Nicholas Kadavy, a third-generation mason who owns Nebraska Masonry in Lincoln, Neb., has seen his workload triple since April. He said his company had already scheduled out work until June 2022.

He wants to hire more skilled masons to finish the projects sooner, but he can’t find enough people to fill the dozen positions he has open, even though he is willing to pay up to $50 an hour — twice what he offered before the pandemic. He checks his email daily, waiting for more applications to come in.

“My biggest struggle is finding guys that want to work,” Mr. Kadavy said.

Even when he does hear from applicants, Mr. Kadavy said, he is unable to hire many of them because they are not qualified enough. He was already seeing a shortage of skilled masons before the pandemic, he said, and he worries that the craft is “dying” because newer generations are not pursuing the field.

The nation’s public transit systems would receive $39 billion under the infrastructure bill, allowing agencies to expand service and upgrade decades-old infrastructure. But transit agencies are dealing with worker shortages of their own, facing a dearth of bus drivers, subway operators and maintenance technicians.

Metro Transit in Minneapolis is trying to hire about 100 bus drivers by the end of the year, said Brian Funk, the agency’s acting chief operating officer. The agency had originally aimed to hire 70 workers by the end of June, but it met only about half of that goal.

Although he is optimistic that the agency will be able to fill those remaining positions after ramping up efforts to promote the openings, he said he was still wary about some workers choosing to leave.

“We know that every day that goes by, there’s the potential that somebody else is looking at either retirement or another job,” Mr. Funk said.

Some are optimistic that policymakers will be able to scale up work force development programs to keep up with the demand the infrastructure bill would create. Projects could take several months to get started, economists said, giving the country time to train workers who are not yet qualified.

“These problems are not insurmountable,” said Nicole Smith, the chief economist at the Georgetown University Center on Education and the Workforce. “Not having a sufficiently trained work force is something that can be addressed.”

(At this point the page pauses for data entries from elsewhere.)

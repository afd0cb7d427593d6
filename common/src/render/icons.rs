//! Dashboard icons built from embedded-graphics primitives.
//!
//! Icons are about 20x20 pixels, centered on the given point.

use embedded_graphics::{
    pixelcolor::Rgb565,
    prelude::*,
    primitives::{Circle, Line, PrimitiveStyle, Rectangle, Triangle},
};

use crate::layout::Icon;

/// Sun ray segments as (inner, outer) offsets from the center.
const SUN_RAYS: [(Point, Point); 8] = [
    (Point::new(0, -7), Point::new(0, -10)),
    (Point::new(5, -5), Point::new(7, -7)),
    (Point::new(7, 0), Point::new(10, 0)),
    (Point::new(5, 5), Point::new(7, 7)),
    (Point::new(0, 7), Point::new(0, 10)),
    (Point::new(-5, 5), Point::new(-7, 7)),
    (Point::new(-7, 0), Point::new(-10, 0)),
    (Point::new(-5, -5), Point::new(-7, -7)),
];

fn disc<D>(
    display: &mut D,
    center: Point,
    diameter: u32,
    color: Rgb565,
) where
    D: DrawTarget<Color = Rgb565>,
{
    Circle::with_center(center, diameter).into_styled(PrimitiveStyle::with_fill(color)).draw(display).ok();
}

fn block<D>(
    display: &mut D,
    top_left: Point,
    size: Size,
    color: Rgb565,
) where
    D: DrawTarget<Color = Rgb565>,
{
    Rectangle::new(top_left, size).into_styled(PrimitiveStyle::with_fill(color)).draw(display).ok();
}

fn wedge<D>(
    display: &mut D,
    points: [Point; 3],
    color: Rgb565,
) where
    D: DrawTarget<Color = Rgb565>,
{
    Triangle::new(points[0], points[1], points[2]).into_styled(PrimitiveStyle::with_fill(color)).draw(display).ok();
}

fn draw_sun<D>(
    display: &mut D,
    center: Point,
    color: Rgb565,
) where
    D: DrawTarget<Color = Rgb565>,
{
    disc(display, center, 11, color);
    let stroke = PrimitiveStyle::with_stroke(color, 2);
    for (inner, outer) in SUN_RAYS {
        Line::new(center + inner, center + outer).into_styled(stroke).draw(display).ok();
    }
}

fn draw_cloud<D>(
    display: &mut D,
    center: Point,
    color: Rgb565,
) where
    D: DrawTarget<Color = Rgb565>,
{
    disc(display, center + Point::new(-4, 1), 10, color);
    disc(display, center + Point::new(3, -1), 13, color);
    block(display, center + Point::new(-9, 2), Size::new(19, 6), color);
}

/// Draw `icon` centered on `center`.
pub fn draw_icon<D>(
    display: &mut D,
    icon: Icon,
    center: Point,
    color: Rgb565,
) where
    D: DrawTarget<Color = Rgb565>,
{
    match icon {
        Icon::Sun => draw_sun(display, center, color),
        Icon::PartialCloud => {
            // Sun disc peeking out behind the cloud, top-right
            disc(display, center + Point::new(4, -4), 11, color);
            draw_cloud(display, center + Point::new(-1, 3), color);
        }
        Icon::Cloud => draw_cloud(display, center, color),
        Icon::Plug => {
            let stroke = PrimitiveStyle::with_stroke(color, 2);
            Line::new(center + Point::new(-3, -9), center + Point::new(-3, -4)).into_styled(stroke).draw(display).ok();
            Line::new(center + Point::new(3, -9), center + Point::new(3, -4)).into_styled(stroke).draw(display).ok();
            block(display, center + Point::new(-6, -4), Size::new(13, 8), color);
            Line::new(center + Point::new(0, 4), center + Point::new(0, 10)).into_styled(stroke).draw(display).ok();
        }
        Icon::Zap => {
            wedge(display, [center + Point::new(3, -10), center + Point::new(-5, 1), center + Point::new(1, 1)], color);
            wedge(display, [center + Point::new(-1, -1), center + Point::new(5, -1), center + Point::new(-3, 10)], color);
        }
        Icon::ArrowUp => {
            wedge(display, [center + Point::new(0, -9), center + Point::new(-7, 0), center + Point::new(7, 0)], color);
            block(display, center + Point::new(-2, 0), Size::new(5, 9), color);
        }
        Icon::ArrowDown => {
            wedge(display, [center + Point::new(0, 9), center + Point::new(-7, 0), center + Point::new(7, 0)], color);
            block(display, center + Point::new(-2, -9), Size::new(5, 9), color);
        }
        Icon::Bin => {
            block(display, center + Point::new(-8, -9), Size::new(17, 3), color);
            block(display, center + Point::new(-6, -5), Size::new(13, 15), color);
            Rectangle::new(center + Point::new(-2, -11), Size::new(5, 2))
                .into_styled(PrimitiveStyle::with_stroke(color, 1))
                .draw(display)
                .ok();
        }
    }
}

But others are worried that the bill does not do enough to draw more people into infrastructure fields, especially historically underrepresented groups like women and people of color. Although Mr. Biden originally proposed a $100 billion investment in work force development, that funding was left out in the latest version of the bipartisan infrastructure bill. The funding would have invested in job training for formerly incarcerated people and created millions of registered apprenticeships, among other things.

Last week, the National Skills Coalition and more than 500 other organizations sent a letter to congressional leadership calling on it to include the funding in a separate reconciliation bill.

“President Biden promised that economic recovery was going to be predicated on equity,” said Andy Van Kleunen, the chief executive of the National Skills Coalition. “Work force training has to be part of that answer.”